▸ **What you have to do**
Once you reach the line containing "to the oracle." in the data below, restate each line word for word up to and including the one containing "let angle_index = frame.angle_index();".

Source data:
╭──

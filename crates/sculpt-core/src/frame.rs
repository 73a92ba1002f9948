//! Frames and capture sets
//!
//! A frame is one accepted image for one turntable angle. A capture set
//! collects exactly one frame per angle before it is handed to the oracle.

use std::collections::BTreeMap;

use bytes::Bytes;

use crate::{AngleIndex, SculptError, SculptResult, Timestamp};

pub const DEFAULT_MIME_TYPE: &str = "image/jpeg";

/// One captured image plus acquisition metadata. Immutable once built.
#[derive(Clone, Debug, PartialEq, Eq)]
pub struct Frame {
    angle_index: AngleIndex,
    timestamp: Timestamp,
    capture_attempt_count: u32,
    mime_type: String,
    image: Bytes,
}

impl Frame {
    pub fn new(
        angle_index: AngleIndex,
        timestamp: Timestamp,
        capture_attempt_count: u32,
        mime_type: impl Into<String>,
        image: Bytes,
    ) -> Self {
        Frame {
            angle_index,
            timestamp,
            capture_attempt_count,
            mime_type: mime_type.into(),
            image,
        }
    }

    pub fn angle_index(&self) -> AngleIndex {
        self.angle_index
    }

    pub fn timestamp(&self) -> Timestamp {
        self.timestamp
    }

    /// Number of device attempts it took to obtain this frame (≥ 1)
    pub fn capture_attempt_count(&self) -> u32 {
        self.capture_attempt_count
    }

    pub fn mime_type(&self) -> &str {
        &self.mime_type
    }

    pub fn image(&self) -> &Bytes {
        &self.image
    }

    /// File extension matching the MIME type
    pub fn extension(&self) -> &'static str {
        match self.mime_type.as_str() {
            "image/png" => "png",
            "image/webp" => "webp",
            _ => "jpg",
        }
    }
}

/// Ordered frames for one object, keyed by angle index
#[derive(Clone, Debug)]
pub struct CaptureSet {
    angle_count: u32,
    frames: BTreeMap<AngleIndex, Frame>,
}

impl CaptureSet {
    pub fn new(angle_count: u32) -> Self {
        CaptureSet {
            angle_count,
            frames: BTreeMap::new(),
        }
    }

    pub fn angle_count(&self) -> u32 {
        self.angle_count
    }

    /// Insert a frame. Rejects out-of-range and duplicate angles.
    pub fn insert(&mut self, frame: Frame) -> SculptResult<()> {
        let angle_index = frame.angle_index();
        if angle_index.0 >= self.angle_count {
            return Err(SculptError::AngleOutOfRange {
                angle_index,
                angle_count: self.angle_count,
            });
        }
        if self.frames.contains_key(&angle_index) {
            return Err(SculptError::DuplicateAngle(angle_index));
        }
        self.frames.insert(angle_index, frame);
        Ok(())
    }

    pub fn get(&self, angle_index: AngleIndex) -> Option<&Frame> {
        self.frames.get(&angle_index)
    }

    pub fn len(&self) -> usize {
        self.frames.len()
    }

    pub fn is_empty(&self) -> bool {
        self.frames.is_empty()
    }

    /// Every angle in `[0, angle_count)` has a frame
    pub fn is_complete(&self) -> bool {
        self.frames.len() == self.angle_count as usize
    }

    /// Fails with `IncompleteCaptureSet` unless complete
    pub fn ensure_complete(&self) -> SculptResult<()> {
        if self.is_complete() {
            Ok(())
        } else {
            Err(SculptError::IncompleteCaptureSet {
                expected: self.angle_count,
                actual: self.frames.len() as u32,
            })
        }
    }

    /// Frames in ascending angle order
    pub fn frames(&self) -> impl Iterator<Item = &Frame> {
        self.frames.values()
    }

    /// Lowest angle without a frame, if any
    pub fn first_missing(&self) -> Option<AngleIndex> {
        (0..self.angle_count)
            .map(AngleIndex)
            .find(|a| !self.frames.contains_key(a))
    }

    /// Total image payload size in bytes
    pub fn payload_size(&self) -> usize {
        self.frames.values().map(|f| f.image().len()).sum()
    }
}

╰──

▸ **Written reply**
//! collects exactly one frame per angle before it is handed to the oracle.

use std::collections::BTreeMap;

use bytes::Bytes;

use crate::{AngleIndex, SculptError, SculptResult, Timestamp};

pub const DEFAULT_MIME_TYPE: &str = "image/jpeg";

/// One captured image plus acquisition metadata. Immutable once built.
#[derive(Clone, Debug, PartialEq, Eq)]
pub struct Frame {
    angle_index: AngleIndex,
    timestamp: Timestamp,
    capture_attempt_count: u32,
    mime_type: String,
    image: Bytes,
}

impl Frame {
    pub fn new(
        angle_index: AngleIndex,
        timestamp: Timestamp,
        capture_attempt_count: u32,
        mime_type: impl Into<String>,
        image: Bytes,
    ) -> Self {
        Frame {
            angle_index,
            timestamp,
            capture_attempt_count,
            mime_type: mime_type.into(),
            image,
        }
    }

    pub fn angle_index(&self) -> AngleIndex {
        self.angle_index
    }

    pub fn timestamp(&self) -> Timestamp {
        self.timestamp
    }

    /// Number of device attempts it took to obtain this frame (≥ 1)
    pub fn capture_attempt_count(&self) -> u32 {
        self.capture_attempt_count
    }

    pub fn mime_type(&self) -> &str {
        &self.mime_type
    }

    pub fn image(&self) -> &Bytes {
        &self.image
    }

    /// File extension matching the MIME type
    pub fn extension(&self) -> &'static str {
        match self.mime_type.as_str() {
            "image/png" => "png",
            "image/webp" => "webp",
            _ => "jpg",
        }
    }
}

/// Ordered frames for one object, keyed by angle index
#[derive(Clone, Debug)]
pub struct CaptureSet {
    angle_count: u32,
    frames: BTreeMap<AngleIndex, Frame>,
}

impl CaptureSet {
    pub fn new(angle_count: u32) -> Self {
        CaptureSet {
            angle_count,
            frames: BTreeMap::new(),
        }
    }

    pub fn angle_count(&self) -> u32 {
        self.angle_count
    }

    /// Insert a frame. Rejects out-of-range and duplicate angles.
    pub fn insert(&mut self, frame: Frame) -> SculptResult<()> {
        let angle_index = frame.angle_index();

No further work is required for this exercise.